In the UK, the average person now has just 2.6 close friends – the lowest of any nation surveyed.

And, around the world, the average number of friends across all age groups is 4.3. That’s four-and-bit people you can count on at two in the morning when your car (or your heart) breaks.

By comparison, things should be better in Cyprus, right? We’re a collectivist culture. We still have a pretty strong sense of community. And we’re a small island – there’s rarely more than one degree of separation between you and anyone you meet on the street. Even expats reap these benefits, forming tight-knit communities in places such as Peyia and Oroklini.

But the world – and Cyprus with it – is changing. And friendships may be suffering…

“The pandemic was a turning point for me,” says 29-year-old Maria Georgiou, a Nicosia marketing professional. “All my friendships moved online and I got used to WhatsApp and Viber and Zoom. After a while, it was normal not to see each other in person.”

Maria adds that the pandemic also caused a rift in a few of her erstwhile friendships. “Some people I used to hang out with wanted to keep meeting up even when they had Covid! I just wasn’t okay with that, so we lost touch.”

One in three Brits fell out with friends due to stress and pressures relating to the pandemic, a figure that rose to one in two in those under the age of 35. But the last few years haven’t been just about losing friendships – how we define and maintain them has also shifted.

“I don’t think friends are the same thing for me as they are for my dad,” says 24-year-old university student Andreas Constantinou, a university student in Limassol. “Every weekend he still meets up with the same guys he went to school with.

“My generation is different: sure, I have friends I grew up with, and we still go to bars and football and stuff. But the people I really connect with, I’ve never actually met: my gamer friends from other countries probably know me better than anyone from school.”

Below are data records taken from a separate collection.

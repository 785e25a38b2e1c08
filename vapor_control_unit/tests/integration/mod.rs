//! Scenario suites, one module per lifecycle family.

mod esd_sequence;
mod mode_ladder;
mod operator_input;
mod telemetry_feed;
mod tick_pipeline;
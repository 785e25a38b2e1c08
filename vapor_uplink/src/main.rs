//! # Vapor Uplink Liaison
//!
//! Development consumer for the rig's publish channel: binds the feed
//! socket, decodes the JSON datagrams the control unit emits and logs
//! them. This module is read-only — it never sends anything back.
//!
//! # Wire Messages (one JSON object per datagram)
//!
//! | Message        | Cadence            | Content                      |
//! |----------------|--------------------|------------------------------|
//! | `Announcement` | once at startup    | device, version, feed list   |
//! | `FeedMessage`  | every Nth tick     | feed name + one value        |

use clap::Parser;
use std::net::UdpSocket;
use std::process;
use std::sync::atomic::{AtomicBool, Ordering};
use std::sync::Arc;
use std::time::Duration;
use tracing::{debug, error, info, warn, Level};
use tracing_subscriber::EnvFilter;

use vapor_common::telemetry::{Announcement, FeedMessage};

/// Vapor Uplink Liaison — publish-channel listener
#[derive(Parser, Debug)]
#[command(name = "vapor_uplink")]
#[command(author = "VaporSur Controls")]
#[command(version)]
#[command(about = "Receives and logs the vapor rig's telemetry feed")]
struct Args {
    /// UDP address to listen on for feed datagrams.
    #[arg(long, default_value = "127.0.0.1:9870")]
    listen: String,

    /// Enable verbose logging (DEBUG level).
    #[arg(short, long)]
    verbose: bool,

    /// Output logs in JSON format.
    #[arg(long)]
    json: bool,
}

fn main() {
    let args = Args::parse();
    setup_tracing(&args);

    info!(
        "Vapor Uplink Liaison v{} starting...",
        env!("CARGO_PKG_VERSION")
    );

    if let Err(e) = run(&args) {
        error!("FATAL: {e}");
        process::exit(1);
    }

    info!("Vapor Uplink Liaison shutdown complete");
}

fn run(args: &Args) -> Result<(), Box<dyn std::error::Error>> {
    let socket = UdpSocket::bind(&args.listen)?;
    // Short read timeout so the shutdown flag is honored promptly.
    socket.set_read_timeout(Some(Duration::from_millis(500)))?;
    info!("Listening for feed datagrams on {}", args.listen);

    // Signal handler for graceful shutdown.
    let running = Arc::new(AtomicBool::new(true));
    let r = running.clone();
    ctrlc::set_handler(move || {
        info!("Received shutdown signal");
        r.store(false, Ordering::SeqCst);
    })?;

    let mut feed_count: u64 = 0;
    let mut announcement_count: u64 = 0;
    let mut buf = [0u8; 1024];

    while running.load(Ordering::SeqCst) {
        let (len, peer) = match socket.recv_from(&mut buf) {
            Ok(received) => received,
            Err(e)
                if matches!(
                    e.kind(),
                    std::io::ErrorKind::WouldBlock | std::io::ErrorKind::TimedOut
                ) =>
            {
                continue;
            }
            Err(e) => {
                warn!("recv error: {e}");
                continue;
            }
        };

        let payload = &buf[..len];
        // The feed is the high-rate message; try it first.
        if let Ok(msg) = serde_json::from_slice::<FeedMessage>(payload) {
            feed_count += 1;
            info!(feed = %msg.feed, value = msg.value[0], "feed update");
        } else if let Ok(hello) = serde_json::from_slice::<Announcement>(payload) {
            announcement_count += 1;
            info!(
                device = %hello.device,
                version = %hello.version,
                feeds = hello.feeds.len(),
                "device announcement"
            );
        } else {
            debug!(%peer, len, "unparseable datagram dropped");
        }
    }

    info!(
        "Received {} feed updates, {} announcements",
        feed_count, announcement_count
    );
    Ok(())
}

/// Setup tracing subscriber based on CLI arguments.
fn setup_tracing(args: &Args) {
    let level = if args.verbose {
        Level::DEBUG
    } else {
        Level::INFO
    };

    let filter = EnvFilter::from_default_env().add_directive(level.into());

    if args.json {
        tracing_subscriber::fmt()
            .with_env_filter(filter)
            .json()
            .init();
    } else {
        tracing_subscriber::fmt()
            .with_env_filter(filter)
            .compact()
            .init();
    }
}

This digital friendship shift is happening the world over. But is it working? Are younger people now connecting more constantly, but less genuinely?

According to one survey, 73 per cent of Generation Z say they’re seeking new friends. 12 per cent of under-30s say they feel lonely every day, and another 27 per cent are lonely at least once a week.

Yet only four per cent of over-60s say they felt lonely in childhood.

“When I was young, we were always outside with our friends, playing in the streets, visiting neighbours,” says 66-year-old Andreas Savvides, a retired teacher from Larnaca. “But today, I see my grandchildren sitting on the couch on their phones or computers all day long. Cyprus has great weather – why aren’t they outdoors all the time?”

In contrast, Andreas still meets up with people he’s known for 60 years.

“Of course you lose friends as you get older. They move away, pass on. But if you make an effort, join a few clubs, there are always new friends to be found in Cyprus,” Andreas says. “We’re a small island – you run into the same people again and again, and that’s good for making friends.”

As early as 2013, studies were proving that real-life friendships correlated directly to well-being, whereas online networks didn’t. Being with friends in person builds trust, strengthens emotional bonds, and boosts health in ways that digital interactions can’t.

“I don’t think,” Andreas adds, “the issue is that friendships are disappearing. I think the real problem is that the younger generations have forgotten how to prioritise friends over work or technology. I see my kids and grandkids getting busier, spending more time with their gadgets, watching TV all day.

“Once, friendships in Cyprus happened naturally because you were always surrounded by people. Now, nobody comes knocking on the door anymore.”